ሕማም ሕርሲ – In labor – المخاض

[The following is used as a script for Negarit #70, which is made for the Negarit Youtube Channel.]

According to popular wisdom, if you work hard, you succeed, but the skeptics add another condition to that: you work must be smart.

However, there are very hard-working people, but they can never make ends meet. They remain poor, though no one doubts they toil relentlessly. Likewise, Eritreans in all parts of the world, all parties and organizations, have been striving to achieve one goal: to make Eritrea a better place to live in and a country that enjoys peace, freedom, and an acceptable lifestyle.

Fortunately, Eritrea is endowed with all ingredients needed for prosperity. Its people sacrificed their lives and left behind them rivers of blood, mountains of bones, and plains of broken hearts. Yet, they haven’t moved very far.

Over the last few decades, Eritreans have been at each other’s throats, apparently for the betterment of their country, dreaming of achieving what they set out to achieve in 1961. Sadly, seven decades later, they haven’t moved close enough to the goal. Yet, today there is a consensus on the diagnosis: lacking a unity of purpose which led the people tread different paths.

Over the last two decades, many in the opposition labored to empower the people, to make them aware of their rights. They focused on the regime that they believe is the hindrance and the cause of all their ills.  Now they can confidently claim they have achieved the goal of identifying their ills. A few have realized that very early, and knowing that, they were determined to make a noticeable dent on the shell of the regime and exposed its corrupt and unjust nature.

At this juncture, the Eritrean level of consciousness and awareness about their maladies is higher than ever. But whatever Eritreans do, the illiteracy, the cultural backwardness, and the anxiety about the future has kept them immobile, chained by the feeling defeat. As expected, divisions within their ranks has increased, suspicions became inimical, and indecisiveness has overwhelmed them. To this day, Eritreans remain disunited.

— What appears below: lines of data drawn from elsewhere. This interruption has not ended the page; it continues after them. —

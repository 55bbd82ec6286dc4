//! PriceWatch - price history ingestion and crash alerts
//!
//! Usage:
//!   pricewatch run                  # fetcher + consumer + reader API
//!   pricewatch consume event.json   # process one stream event, print summary
//!   pricewatch fetch                # fetch one spot price and process it
//!   pricewatch serve                # reader API only

use anyhow::{Context, Result};
use clap::{Parser, Subcommand};
use std::path::{Path, PathBuf};
use std::sync::Arc;
use tracing::info;

use pricewatch::app::App;
use pricewatch::config::AppConfig;
use pricewatch::logging;
use pricewatch::stream::{self, IngestionStream};

#[derive(Parser, Debug)]
#[command(name = "pricewatch")]
#[command(about = "Record spot prices and alert on sharp drops", version)]
struct Args {
    #[command(subcommand)]
    command: Commands,
}

#[derive(Subcommand, Debug)]
enum Commands {
    /// Run the fetcher, batch consumer and reader API until ctrl-c
    Run,

    /// Process one stream event file (`{"Records": [...]}`) and print the summary
    Consume {
        /// Path to the event JSON
        event: PathBuf,
    },

    /// Fetch one spot price, print its encoded record and push it through the consumer
    Fetch,

    /// Serve the history reader API only
    Serve {
        /// Override the configured port
        #[arg(long)]
        port: Option<u16>,
    },
}

#[tokio::main]
async fn main() -> Result<()> {
    let args = Args::parse();
    let config = AppConfig::load()?;
    logging::init(config.logging.json);

    info!(config = %config, "PriceWatch starting");
    let app = App::build(config)?;

    match args.command {
        Commands::Run => app.run().await?,
        Commands::Consume { event } => consume_file(&app, &event).await?,
        Commands::Fetch => fetch_once(&app).await?,
        Commands::Serve { port } => serve(&app, port).await?,
    }

    Ok(())
}

async fn consume_file(app: &App, path: &Path) -> Result<()> {
    let bytes = tokio::fs::read(path)
        .await
        .with_context(|| format!("Failed to read event file: {}", path.display()))?;
    let summary = app.consumer.process_event(&bytes).await?;
    println!("{}", serde_json::to_string_pretty(&summary)?);
    Ok(())
}

async fn fetch_once(app: &App) -> Result<()> {
    let (publisher, mut receiver) = stream::channel(1);
    let publisher: Arc<dyn IngestionStream> = Arc::new(publisher);
    let fetcher = app.fetcher(publisher)?;

    let obs = fetcher.run_once().await?;
    drop(fetcher);

    let batch = receiver
        .next_batch(1, std::time::Duration::ZERO)
        .await
        .context("Fetched observation was not published")?;
    for record in &batch {
        println!("{}", serde_json::to_string(record)?);
    }

    let summary = app.consumer.process_batch(&batch).await;
    info!(observation = %obs, %summary, "Fetched observation processed");
    Ok(())
}

#[cfg(feature = "reader-api")]
async fn serve(app: &App, port: Option<u16>) -> Result<()> {
    let port = port.unwrap_or(app.config.reader.port);
    pricewatch::reader::start_server(app.reader_state(), port).await
}

#[cfg(not(feature = "reader-api"))]
async fn serve(_app: &App, _port: Option<u16>) -> Result<()> {
    anyhow::bail!("pricewatch was built without the reader-api feature")
}
//! Reader HTTP routes

use axum::{
    extract::{Query, State},
    http::StatusCode,
    response::IntoResponse,
    routing::get,
    Json, Router,
};
use chrono::{Duration, Utc};
use serde::Deserialize;
use tower_http::cors::{Any, CorsLayer};

use super::{ApiResponse, ReaderState};
use crate::types::Observation;

/// Create the API router
pub fn create_router(state: ReaderState) -> Router {
    Router::new()
        .route("/api/history", get(get_history))
        .route("/api/health", get(get_health))
        .with_state(state)
        .layer(
            CorsLayer::new()
                .allow_origin(Any)
                .allow_methods(Any)
                .allow_headers(Any),
        )
}

#[derive(Debug, Deserialize)]
struct HistoryQuery {
    id: Option<String>,
    hours: Option<i64>,
}

/// GET /api/history?id=bitcoin&hours=24 - observations since now - hours
async fn get_history(
    Query(query): Query<HistoryQuery>,
    State(state): State<ReaderState>,
) -> impl IntoResponse {
    let hours = query.hours.unwrap_or(state.default_hours);
    if !(1..=state.max_hours).contains(&hours) {
        return (
            StatusCode::BAD_REQUEST,
            Json(ApiResponse::<Vec<Observation>>::error(format!(
                "hours must be between 1 and {}",
                state.max_hours
            ))),
        );
    }

    let id = query
        .id
        .map(|s| s.trim().to_string())
        .filter(|s| !s.is_empty())
        .unwrap_or_else(|| state.default_id.clone());
    let floor = Utc::now() - Duration::hours(hours);

    match state.store.find_since(&id, floor).await {
        Ok(items) => (StatusCode::OK, Json(ApiResponse::success(items))),
        Err(e) => {
            tracing::warn!(asset_id = %id, error = %e, "History query failed");
            (
                StatusCode::INTERNAL_SERVER_ERROR,
                Json(ApiResponse::error(e.to_string())),
            )
        }
    }
}

/// GET /api/health
async fn get_health() -> impl IntoResponse {
    Json(ApiResponse::success("ok"))
}
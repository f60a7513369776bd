//! Fixed key namespace for the device-local store.
//!
//! Every component reads and writes only its own keys; nothing reaches
//! across another component's namespace.

/// Identity record (self id, signing key, alias).
pub const IDENTITY: &str = "identity/record";

/// Unconsumed anonymous voting stamps.
pub const STAMP_POOL: &str = "stamps/pool";

/// Ordered list of local draft polls, most recent first.
pub const LOCAL_POLLS: &str = "polls/drafts";

/// Map of draft poll id to its vote state.
pub const VOTE_STATES: &str = "polls/vote-states";

/// Cached Exchange base URL last used.
pub const EXCHANGE_BASE_URL: &str = "exchange/base-url";

/// Per-poll persistent voter token (remote revote credential).
pub fn voter_token(poll_id: &str) -> String {
    format!("credentials/voter-token/{poll_id}")
}

/// Per-poll stable local voting token for drafts.
pub fn local_token(poll_id: &str) -> String {
    format!("credentials/local-token/{poll_id}")
}

/// Last option the device chose on a poll (UI preselection hint).
pub fn last_choice(poll_id: &str) -> String {
    format!("hints/last-choice/{poll_id}")
}
//! Error taxonomy for the Agora client.
//!
//! Every failure the core can produce maps to one of these variants so the
//! presentation layer can turn it into status text. None of them are meant
//! to abort the process: the CLI boundary catches and prints.

use thiserror::Error;

/// Result type for Agora operations
pub type AgoraResult<T> = Result<T, AgoraError>;

/// Agora client errors
#[derive(Debug, Error)]
pub enum AgoraError {
    /// A signed request was attempted with no stored identity.
    #[error("No identity on this device; run `agora enroll` first")]
    IdentityMissing,

    /// The Exchange rejected or failed the identity challenge request.
    #[error("Challenge request failed (status {status}): {body}")]
    ChallengeFailed { status: u16, body: String },

    /// The Exchange rejected the identity creation request.
    #[error("Identity creation failed (status {status}): {body}")]
    IdentityCreateFailed { status: u16, body: String },

    /// No stamp available and minting failed or was impossible.
    #[error("No voting stamp available and minting failed")]
    StampExhausted,

    /// A chosen label or option id does not exist on the poll.
    #[error("Option not found on poll: {0}")]
    InvalidOption(String),

    /// Transport-level failure talking to the Exchange.
    #[error("Network error: {0}")]
    Network(String),

    /// The Exchange rejected a vote credential (stale stamp or revoked
    /// voter token). The stored credential must be cleared so the next
    /// vote re-acquires one.
    #[error("Vote credential rejected by the Exchange")]
    InvalidCredential,

    /// The Exchange answered with a shape or status we cannot use.
    #[error("Unexpected Exchange response: {0}")]
    Api(String),

    /// Device-local store failure (I/O or serialization).
    #[error("Store error: {0}")]
    Store(String),
}

impl From<reqwest::Error> for AgoraError {
    fn from(err: reqwest::Error) -> Self {
        AgoraError::Network(err.to_string())
    }
}
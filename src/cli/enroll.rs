use agora::session::Session;

/// Create this device's identity.
///
/// Fetches the proof-of-work challenge, solves it (low difficulty by
/// design, but unbounded if the server misbehaves), and persists the
/// issued identity. Refuses to touch an existing identity without
/// `--replace`.
pub async fn execute(
    session: &Session,
    alias: Option<String>,
    replace: bool,
) -> Result<(), Box<dyn std::error::Error>> {
    println!("Requesting identity challenge...");
    let identity = session.enroll(alias, replace).await?;

    println!("Identity created.");
    println!("  self id: {}", identity.self_id);
    if let Some(alias) = &identity.alias {
        println!("  alias:   {alias}");
    }
    println!("The signing key is stored locally and is never shown or sent again.");
    Ok(())
}
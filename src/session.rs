//! Session: the one context object behind every command.
//!
//! Built once at startup, torn down at shutdown. Owns the device store,
//! the Exchange client, and every component over them; the presentation
//! layer calls these methods and renders what comes back. There is no
//! global mutable state and the core never registers UI callbacks.

use std::sync::Arc;

use crate::config::AgoraConfig;
use crate::error::{AgoraError, AgoraResult};
use crate::exchange::http::HttpExchange;
use crate::exchange::results::ResultsSummary;
use crate::exchange::{ExchangeApi, PollEvent, PollEventStream};
use crate::identity::{self, Identity, IdentityStore};
use crate::polls::{DraftPoll, LocalPollStore, LocalResults, Poll};
use crate::signing::{now_ms, RequestSigner};
use crate::stamps::StampPool;
use crate::store::{keys, KvStore};
use crate::sync::{AssertOutcome, AssertionSync};
use crate::vote::{VoteClient, VoteOutcome};

use futures::StreamExt;

/// Results for any poll, local or remote.
#[derive(Debug, Clone)]
pub enum ResultsView {
    Local(LocalResults),
    /// `None` when the poll has no live results available right now.
    Remote(Option<ResultsSummary>),
}

pub struct Session {
    config: AgoraConfig,
    store: KvStore,
    api: Arc<dyn ExchangeApi>,
    identities: IdentityStore,
    polls: LocalPollStore,
    stamps: StampPool,
    votes: VoteClient,
    sync: AssertionSync,
}

impl Session {
    /// Open a session against the configured Exchange with the on-disk
    /// device store.
    pub fn open(config: AgoraConfig) -> AgoraResult<Self> {
        let store = KvStore::open(&config.store.path)?;
        let identities = IdentityStore::new(store.clone());
        let signer = RequestSigner::new(identities.clone());
        let api: Arc<dyn ExchangeApi> = Arc::new(HttpExchange::new(
            config.exchange.base_url.clone(),
            config.exchange.path_prefix.clone(),
            signer,
        )?);
        Self::with_exchange(config, store, api)
    }

    /// Wire a session over any Exchange implementation (tests use the mock).
    pub fn with_exchange(
        config: AgoraConfig,
        store: KvStore,
        api: Arc<dyn ExchangeApi>,
    ) -> AgoraResult<Self> {
        let identities = IdentityStore::new(store.clone());
        let polls = LocalPollStore::new(store.clone());
        let stamps = StampPool::new(store.clone(), identities.clone());
        let votes = VoteClient::new(api.clone(), store.clone(), polls.clone(), stamps.clone());
        let sync = AssertionSync::new(
            api.clone(),
            store.clone(),
            identities.clone(),
            polls.clone(),
            stamps.clone(),
            votes.clone(),
        );
        store.put(keys::EXCHANGE_BASE_URL, &config.exchange.base_url)?;
        Ok(Self {
            config,
            store,
            api,
            identities,
            polls,
            stamps,
            votes,
            sync,
        })
    }

    pub fn config(&self) -> &AgoraConfig {
        &self.config
    }

    /// Liveness of the remote Exchange.
    pub async fn health(&self) -> AgoraResult<bool> {
        self.api.health().await
    }

    /// The device identity, if enrolled.
    pub fn identity(&self) -> AgoraResult<Option<Identity>> {
        self.identities.get()
    }

    /// Enroll this device: challenge, proof-of-work, identity creation.
    pub async fn enroll(&self, alias: Option<String>, replace: bool) -> AgoraResult<Identity> {
        identity::enroll(self.api.as_ref(), &self.identities, alias, replace).await
    }

    /// Number of unconsumed stamps pooled on this device.
    pub fn stamp_reserve(&self) -> AgoraResult<usize> {
        self.stamps.len()
    }

    /// Create a local draft poll. Stays on the device until asserted.
    pub fn create_draft(
        &self,
        title: String,
        description: Option<String>,
        options: Vec<String>,
        poll_type: String,
    ) -> AgoraResult<DraftPoll> {
        if title.trim().is_empty() {
            return Err(AgoraError::InvalidOption("a poll needs a title".into()));
        }
        if options.len() < 2 {
            return Err(AgoraError::InvalidOption(
                "a poll needs at least two options".into(),
            ));
        }
        let draft = DraftPoll::new(title, description, options, poll_type, now_ms());
        self.polls.add(&draft)?;
        Ok(draft)
    }

    /// Everything votable: local drafts first (most recent first), then
    /// the remote index.
    pub async fn polls(&self) -> AgoraResult<Vec<Poll>> {
        let mut all: Vec<Poll> = self.polls.list()?.into_iter().map(Poll::Draft).collect();
        all.extend(self.api.list_polls().await?.into_iter().map(Poll::Remote));
        Ok(all)
    }

    /// Find a poll by local draft id or remote poll id.
    pub async fn find_poll(&self, poll_id: &str) -> AgoraResult<Option<Poll>> {
        if let Some(draft) = self.polls.get(poll_id)? {
            return Ok(Some(Poll::Draft(draft)));
        }
        Ok(self
            .api
            .list_polls()
            .await?
            .into_iter()
            .find(|p| p.id == poll_id)
            .map(Poll::Remote))
    }

    /// Cast a vote on any poll by id.
    pub async fn cast_vote(&self, poll_id: &str, choice: &str) -> AgoraResult<VoteOutcome> {
        let poll = self
            .find_poll(poll_id)
            .await?
            .ok_or_else(|| AgoraError::Store(format!("no poll with id {poll_id}")))?;
        self.votes.cast(&poll, choice).await
    }

    /// Promote a draft to the Exchange.
    pub async fn assert_draft(&self, local_id: &str) -> AgoraResult<AssertOutcome> {
        self.sync.assert_draft(local_id).await
    }

    /// Current results for a poll. Drafts project the local tally; remote
    /// polls take the first tally pushed on the live stream, when one
    /// exists.
    pub async fn results(&self, poll_id: &str) -> AgoraResult<ResultsView> {
        match self
            .find_poll(poll_id)
            .await?
            .ok_or_else(|| AgoraError::Store(format!("no poll with id {poll_id}")))?
        {
            Poll::Draft(draft) => Ok(ResultsView::Local(self.polls.build_results(&draft)?)),
            Poll::Remote(remote) => {
                let Some(mut stream) = self.api.stream_results(&remote.id).await? else {
                    return Ok(ResultsView::Remote(None));
                };
                while let Some(event) = stream.next().await {
                    if let PollEvent::Results(summary) = event? {
                        return Ok(ResultsView::Remote(Some(summary)));
                    }
                }
                Ok(ResultsView::Remote(None))
            }
        }
    }

    /// Subscribe to a remote poll's live events. `None` when the Exchange
    /// offers no stream for it. Not auto-reconnected: when the stream
    /// ends, call again to resubscribe.
    pub async fn watch(&self, poll_id: &str) -> AgoraResult<Option<PollEventStream>> {
        self.api.stream_results(poll_id).await
    }

    /// Direct store access for presentation hints (last chosen option).
    pub fn last_choice(&self, poll_id: &str) -> AgoraResult<Option<String>> {
        self.store.get(&keys::last_choice(poll_id))
    }
}

#[cfg(test)]
mod tests {
    use super::*;
    use crate::exchange::mock::{summary_with_totals, MockExchange};
    use crate::exchange::{PollMeta, PollOption, PollStatus, RemotePoll};

    fn session(mock: &MockExchange) -> Session {
        Session::with_exchange(
            AgoraConfig::default(),
            KvStore::in_memory(),
            Arc::new(mock.clone()),
        )
        .unwrap()
    }

    fn remote_poll(id: &str) -> RemotePoll {
        RemotePoll {
            id: id.into(),
            title: format!("poll {id}"),
            description: None,
            options: vec![PollOption {
                id: "opt-0".into(),
                label: "Yes".into(),
            }],
            poll_type: None,
            status: PollStatus::Open,
            created_at: None,
            meta: PollMeta::default(),
        }
    }

    #[tokio::test]
    async fn listing_puts_drafts_before_remote_polls() {
        let mock = MockExchange::new();
        mock.add_remote_poll(remote_poll("poll-r"));
        let session = session(&mock);
        session
            .create_draft(
                "Draft".into(),
                None,
                vec!["A".into(), "B".into()],
                "single".into(),
            )
            .unwrap();

        let polls = session.polls().await.unwrap();
        assert_eq!(polls.len(), 2);
        assert!(matches!(polls[0], Poll::Draft(_)));
        assert!(matches!(polls[1], Poll::Remote(_)));
    }

    #[tokio::test]
    async fn draft_needs_two_options() {
        let mock = MockExchange::new();
        let session = session(&mock);
        let err = session
            .create_draft("One".into(), None, vec!["only".into()], "single".into())
            .unwrap_err();
        assert!(matches!(err, AgoraError::InvalidOption(_)));
    }

    #[tokio::test]
    async fn results_for_remote_poll_come_from_the_stream() {
        let mock = MockExchange::new();
        mock.add_remote_poll(remote_poll("poll-r"));
        mock.set_stream_events(vec![
            PollEvent::Snapshot(remote_poll("poll-r")),
            PollEvent::Results(summary_with_totals(&[("opt-0", 4.0)])),
        ]);
        let session = session(&mock);

        match session.results("poll-r").await.unwrap() {
            ResultsView::Remote(Some(summary)) => {
                assert_eq!(summary.totals.get("opt-0"), Some(&4.0))
            }
            other => panic!("expected remote results, got {other:?}"),
        }
    }

    #[tokio::test]
    async fn results_unavailable_is_not_an_error() {
        let mock = MockExchange::new();
        mock.add_remote_poll(remote_poll("poll-r"));
        let session = session(&mock);
        assert!(matches!(
            session.results("poll-r").await.unwrap(),
            ResultsView::Remote(None)
        ));
    }
}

Over the last year or so, the situation has worsened. The irresponsible diplomacy and politics, and the development of a fully bloomed dictatorship has become so evident. That is the reason why even the considerable chunk of militant Eritreans, who remained clinging to the unjust regime, are doubting if it is fit to protect Eritrea. And the doubts are increasing.

On the other hand, fear is being eliminated from the Eritrean psyche. The determined among them are eager to finalize the quest for freedom and peace in their country. However, the question remains: how can that final leg of the journey be accomplished?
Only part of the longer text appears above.